How Hotels Like @sheratonhotels Disrespect Bloggers

Posted on December 6, 2012

I just logged in, err… I mean, “arrived at” the Sheraton Hotel in Boston.

I was greeted by a friendly front desk receptionist who checked me into my room. As she was processing my information she asked if I had a computer with me. “In fact, I do” I told her. She went on to explain how the Sheraton Hotel has free wifi in the lobby. “That’s great” I said, “but I don’t sleep in the lobby. What about in my room?” She responded with, “Wifi in your room cost, $12.”

“Why not give me free wifi in my room?” I said, a bit upset that the Sheraton doesn’t offer complimentary wifi. You know what her answer was? Simply, “The Sheraton doesn’t do that”.

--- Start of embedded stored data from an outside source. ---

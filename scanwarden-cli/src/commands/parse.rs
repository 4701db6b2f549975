//! `scanwarden parse` command handler

use std::path::Path;

use tracing::info;

use scanwarden_core::config::ScanwardenConfig;
use scanwarden_core::types::ScanResult;
use scanwarden_engine::{NmapXmlParser, ResultParser};

use crate::cli::ParseArgs;
use crate::commands::report::ResultReport;
use crate::error::CliError;
use crate::output::OutputWriter;

/// Execute the `parse` command.
///
/// An unparsable document still renders (with its error) and then exits with code 4.
pub async fn execute(
    args: ParseArgs,
    config: &ScanwardenConfig,
    writer: &OutputWriter,
) -> Result<(), CliError> {
    let result = load_result(
        &args.path,
        args.scan_id.as_deref(),
        config.engine.max_xml_bytes,
    )
    .await?;

    writer.render(&ResultReport::from_result(&result))?;

    if !result.is_completed() {
        return Err(CliError::Scan(
            result
                .error
                .unwrap_or_else(|| "report could not be parsed".to_owned()),
        ));
    }
    Ok(())
}

/// Read an nmap XML report from disk and parse it.
///
/// The scan ID defaults to the file stem.
///
/// # Errors
///
/// Returns `CliError::Io` if the file cannot be read. Parse failures are not
/// errors here; they come back as a result with an error status.
pub async fn load_result(
    path: &Path,
    scan_id: Option<&str>,
    max_bytes: usize,
) -> Result<ScanResult, CliError> {
    info!(path = %path.display(), "parsing nmap report");

    let xml = tokio::fs::read_to_string(path).await?;
    let scan_id = match scan_id {
        Some(id) => id.to_owned(),
        None => path
            .file_stem()
            .map(|stem| stem.to_string_lossy().into_owned())
            .unwrap_or_else(|| "report".to_owned()),
    };

    let parser = NmapXmlParser::new().with_max_bytes(max_bytes);
    Ok(parser.parse(&scan_id, &xml))
}
//! Scan result report shared by `scan` and `parse`

use std::io::Write;

use serde::Serialize;

use scanwarden_core::types::{HostInfo, ResultStatus, ScanResult, ScanStatistics};

use crate::output::Render;

/// Number of services listed in the text summary.
const TOP_SERVICES: usize = 5;

/// Rendered view of a [`ScanResult`].
///
/// The raw XML is left out; it can be large and is only useful for diagnostics.
#[derive(Debug, Serialize)]
pub struct ResultReport {
    pub scan_id: String,
    pub status: ResultStatus,
    pub scanner_version: Option<String>,
    pub scanner_args: Option<String>,
    pub error: Option<String>,
    pub duration_secs: Option<u64>,
    pub statistics: ScanStatistics,
    pub hosts: Vec<HostInfo>,
}

impl ResultReport {
    pub fn from_result(result: &ScanResult) -> Self {
        let duration_secs = match (result.start_time, result.end_time) {
            (Some(start), Some(end)) => end.duration_since(start).ok().map(|d| d.as_secs()),
            _ => None,
        };

        Self {
            scan_id: result.scan_id.clone(),
            status: result.status,
            scanner_version: result.scanner_version.clone(),
            scanner_args: result.scanner_args.clone(),
            error: result.error.clone(),
            duration_secs,
            statistics: result.statistics(),
            hosts: result.hosts.clone(),
        }
    }
}

impl Render for ResultReport {
    fn render_text(&self, w: &mut dyn Write) -> std::io::Result<()> {
        use colored::Colorize;

        let status = match self.status {
            ResultStatus::Completed => "completed".green().bold(),
            ResultStatus::Error => "error".red().bold(),
        };
        writeln!(w, "Scan {}: {}", self.scan_id.bold(), status)?;

        if let Some(ref reason) = self.error {
            writeln!(w, "  Error: {}", reason.red())?;
        }
        if let Some(ref version) = self.scanner_version {
            writeln!(w, "  Scanner: nmap {}", version)?;
        }
        if let Some(ref args) = self.scanner_args {
            writeln!(w, "  Command: {}", args)?;
        }
        if let Some(secs) = self.duration_secs {
            writeln!(w, "  Duration: {}s", secs)?;
        }

        let stats = &self.statistics;
        writeln!(
            w,
            "  Hosts: {} total, {} up, {} down",
            stats.total_hosts, stats.hosts_up, stats.hosts_down
        )?;
        writeln!(
            w,
            "  Ports: {} open, {} closed, {} filtered",
            stats.open_ports, stats.closed_ports, stats.filtered_ports
        )?;

        for host in &self.hosts {
            writeln!(w)?;
            render_host(w, host)?;
        }

        let top = stats.top_services(TOP_SERVICES);
        if !top.is_empty() {
            let listed: Vec<String> = top
                .iter()
                .map(|(name, count)| format!("{name} ({count})"))
                .collect();
            writeln!(w)?;
            writeln!(w, "Top services: {}", listed.join(", "))?;
        }

        Ok(())
    }
}

fn render_host(w: &mut dyn Write, host: &HostInfo) -> std::io::Result<()> {
    use colored::Colorize;

    let name = match host.hostname {
        Some(ref hostname) => format!("{} ({})", host.ip, hostname),
        None => host.ip.to_string(),
    };
    writeln!(w, "{} {}", name.bold(), host.state)?;

    if let Some(ref os) = host.os_family {
        match host.os_details {
            Some(ref details) => writeln!(w, "  OS: {} [{}]", os, details)?,
            None => writeln!(w, "  OS: {}", os)?,
        }
    }

    if host.ports.is_empty() {
        return Ok(());
    }

    writeln!(
        w,
        "  {:<10} {:<16} {:<14} {}",
        "PORT", "STATE", "SERVICE", "VERSION"
    )?;
    for port in &host.ports {
        let endpoint = format!("{}/{}", port.port, port.protocol);
        writeln!(
            w,
            "  {:<10} {:<16} {:<14} {}",
            endpoint,
            port.state.to_string(),
            port.service,
            port.version
        )?;
    }

    Ok(())
}
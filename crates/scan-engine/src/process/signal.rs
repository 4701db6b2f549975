//! 일시정지 가능한 프로세스 추상화
//!
//! 스캐너는 자체 프로세스 그룹에서 실행되며, 시그널은 그룹 전체에 전달됩니다.
//! nmap이 띄운 보조 프로세스까지 함께 멈추고 종료하기 위함입니다.
//!
//! # 플랫폼 제약
//!
//! - Unix: `SIGSTOP`/`SIGCONT`/`SIGTERM`/`SIGKILL`을 `kill(-pgid, sig)`로 전달
//! - 그 외: 그룹 시그널이 없으므로 모든 동작이 `ScanEngineError::Unsupported`를 반환합니다.
//!   일시정지/재개는 지원되지 않으며, 중지는 컨트롤러가 직계 자식만 강제 종료합니다.

use crate::error::ScanEngineError;

/// 일시정지/재개/종료가 가능한 프로세스
pub trait SuspendableProcess: Send + Sync {
    /// 실행을 멈춥니다.
    fn suspend(&self) -> Result<(), ScanEngineError>;

    /// 멈춘 실행을 재개합니다.
    fn resume(&self) -> Result<(), ScanEngineError>;

    /// 정상 종료를 요청합니다.
    fn terminate(&self) -> Result<(), ScanEngineError>;

    /// 강제 종료합니다.
    fn kill(&self) -> Result<(), ScanEngineError>;

    /// 일시정지/재개를 실제로 지원하는지 반환합니다.
    fn supports_suspend(&self) -> bool;
}

/// 프로세스 그룹 핸들
#[derive(Debug, Clone, Copy, PartialEq, Eq)]
pub struct ProcessGroup {
    pgid: u32,
}

impl ProcessGroup {
    /// 그룹 리더 PID로 핸들을 생성합니다.
    pub fn new(pgid: u32) -> Self {
        Self { pgid }
    }

    /// 프로세스 그룹 ID
    pub fn pgid(&self) -> u32 {
        self.pgid
    }
}

#[cfg(unix)]
impl ProcessGroup {
    fn send(
        &self,
        signal: libc::c_int,
        name: &'static str,
        missing_ok: bool,
    ) -> Result<(), ScanEngineError> {
        let pgid = match libc::pid_t::try_from(self.pgid) {
            Ok(pgid) if pgid > 1 => pgid,
            _ => {
                return Err(ScanEngineError::Signal {
                    pgid: self.pgid,
                    signal: name,
                    reason: "invalid process group id".to_owned(),
                });
            }
        };

        // SAFETY: kill(2)은 메모리를 건드리지 않으며, 음수 pid는 해당 그룹에만 전달됩니다.
        let rc = unsafe { libc::kill(-pgid, signal) };
        if rc == 0 {
            return Ok(());
        }

        let err = std::io::Error::last_os_error();
        if missing_ok && err.raw_os_error() == Some(libc::ESRCH) {
            // 이미 종료된 그룹
            return Ok(());
        }

        Err(ScanEngineError::Signal {
            pgid: self.pgid,
            signal: name,
            reason: err.to_string(),
        })
    }
}

#[cfg(unix)]
impl SuspendableProcess for ProcessGroup {
    fn suspend(&self) -> Result<(), ScanEngineError> {
        self.send(libc::SIGSTOP, "SIGSTOP", false)
    }

    fn resume(&self) -> Result<(), ScanEngineError> {
        self.send(libc::SIGCONT, "SIGCONT", false)
    }

    fn terminate(&self) -> Result<(), ScanEngineError> {
        self.send(libc::SIGTERM, "SIGTERM", true)?;
        // 멈춘 그룹은 SIGTERM을 처리하지 못함
        self.send(libc::SIGCONT, "SIGCONT", true)
    }

    fn kill(&self) -> Result<(), ScanEngineError> {
        self.send(libc::SIGKILL, "SIGKILL", true)
    }

    fn supports_suspend(&self) -> bool {
        true
    }
}

#[cfg(not(unix))]
impl SuspendableProcess for ProcessGroup {
    fn suspend(&self) -> Result<(), ScanEngineError> {
        Err(ScanEngineError::Unsupported(
            "pausing a scan requires process-group signals".to_owned(),
        ))
    }

    fn resume(&self) -> Result<(), ScanEngineError> {
        Err(ScanEngineError::Unsupported(
            "resuming a scan requires process-group signals".to_owned(),
        ))
    }

    fn terminate(&self) -> Result<(), ScanEngineError> {
        Err(ScanEngineError::Unsupported(
            "graceful termination requires process-group signals".to_owned(),
        ))
    }

    fn kill(&self) -> Result<(), ScanEngineError> {
        Err(ScanEngineError::Unsupported(
            "group kill requires process-group signals".to_owned(),
        ))
    }

    fn supports_suspend(&self) -> bool {
        false
    }
}

#[cfg(all(test, unix))]
mod tests {
    use super::*;

    #[test]
    fn rejects_invalid_group_ids() {
        for pgid in [0, 1] {
            let group = ProcessGroup::new(pgid);
            let err = group.suspend().unwrap_err();
            assert!(matches!(err, ScanEngineError::Signal { .. }));
        }
    }

    #[test]
    fn terminate_on_missing_group_is_ok() {
        // pid_max 상한을 넘는 값은 존재할 수 없는 그룹
        let group = ProcessGroup::new(4_194_304 + 1000);
        group.terminate().unwrap();
        group.kill().unwrap();
        assert!(group.suspend().is_err());
    }

    #[test]
    fn supports_suspend_on_unix() {
        assert!(ProcessGroup::new(1234).supports_suspend());
        assert_eq!(ProcessGroup::new(1234).pgid(), 1234);
    }
}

Guess what… That’s a huge problem for me. I don’t want to watch your TV, and I don’t want to talk on your phone. I bring my own computer, tablet and phone, but in order for them to work well, I need Wifi, and I find it unacceptable that an industry built around convenience and lifestyle accommodations doesn’t consider Internet access as part of the room package.


Especially for bloggers! By not including Interntet in our stay you’re either taking advantage, or you don’t recognize Internet based business as legit. Either way it’s disrespectful for those who need the Internet. I’ll repeat it… Especially for bloggers!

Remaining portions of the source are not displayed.